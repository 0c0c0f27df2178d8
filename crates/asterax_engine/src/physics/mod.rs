//! Stand-in kinematics for headless hosts
//!
//! A real host integrates bodies and reports contacts itself. These helpers
//! let the headless runner do the same with plain Euler steps, screen
//! wrap-around and sphere overlap tests.

use serde::{Deserialize, Serialize};

use crate::foundation::math::{Vec2, Vec3};

/// Axis-aligned rectangle on the z = 0 play plane
#[derive(Debug, Clone, Copy, PartialEq, Serialize, Deserialize)]
pub struct PlayArea {
    /// Lower-left corner
    pub min: Vec2,
    /// Upper-right corner
    pub max: Vec2,
}

impl PlayArea {
    /// Create an area from its corners
    pub fn new(min: Vec2, max: Vec2) -> Self {
        Self { min, max }
    }

    /// Area centered on the origin with the given half extents
    pub fn centered(half_width: f32, half_height: f32) -> Self {
        Self {
            min: Vec2::new(-half_width, -half_height),
            max: Vec2::new(half_width, half_height),
        }
    }

    /// Horizontal extent
    pub fn width(&self) -> f32 {
        self.max.x - self.min.x
    }

    /// Vertical extent
    pub fn height(&self) -> f32 {
        self.max.y - self.min.y
    }

    /// Center point
    pub fn center(&self) -> Vec2 {
        (self.min + self.max) * 0.5
    }

    /// Same center, each extent multiplied by `fraction`
    pub fn scaled(&self, fraction: f32) -> Self {
        let center = self.center();
        let half = (self.max - self.min) * (0.5 * fraction);
        Self {
            min: center - half,
            max: center + half,
        }
    }

    /// Whether min <= max on both axes
    pub fn is_well_formed(&self) -> bool {
        self.min.x <= self.max.x && self.min.y <= self.max.y
    }

    /// Whether `point` lies inside (edges included); Z is ignored
    pub fn contains(&self, point: Vec3) -> bool {
        point.x >= self.min.x
            && point.x <= self.max.x
            && point.y >= self.min.y
            && point.y <= self.max.y
    }

    /// Point at fractional coordinates `(u, v)`, each in 0.0..=1.0
    pub fn point_at(&self, u: f32, v: f32) -> Vec3 {
        Vec3::new(
            self.min.x + u * self.width(),
            self.min.y + v * self.height(),
            0.0,
        )
    }

    /// Wrap a point that left the area back in through the opposite edge
    pub fn wrap(&self, point: Vec3) -> Vec3 {
        Vec3::new(
            wrap_axis(point.x, self.min.x, self.max.x),
            wrap_axis(point.y, self.min.y, self.max.y),
            point.z,
        )
    }
}

impl Default for PlayArea {
    fn default() -> Self {
        Self::centered(14.0, 8.0)
    }
}

fn wrap_axis(value: f32, min: f32, max: f32) -> f32 {
    let span = max - min;
    if span <= 0.0 {
        return min;
    }
    if value < min || value > max {
        min + (value - min).rem_euclid(span)
    } else {
        value
    }
}

/// A bounding sphere for collision detection
#[derive(Debug, Clone, Copy, PartialEq)]
pub struct BoundingSphere {
    /// The center position of the sphere in world space
    pub center: Vec3,
    /// The radius of the sphere
    pub radius: f32,
}

impl BoundingSphere {
    /// Creates a new bounding sphere with the given center and radius
    pub fn new(center: Vec3, radius: f32) -> Self {
        Self { center, radius }
    }

    /// Check if this sphere intersects with another
    pub fn intersects(&self, other: &Self) -> bool {
        let distance_squared = (self.center - other.center).magnitude_squared();
        let radius_sum = self.radius + other.radius;
        distance_squared <= radius_sum * radius_sum
    }
}

/// One explicit Euler step
pub fn integrate(position: Vec3, velocity: Vec3, delta_time: f32) -> Vec3 {
    position + velocity * delta_time
}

○ ○ ○ ○ ○

Whenever a line in the material contains the word "given", copy that line.

◆ Reply
    /// Area centered on the origin with the given half extents
    /// Creates a new bounding sphere with the given center and radius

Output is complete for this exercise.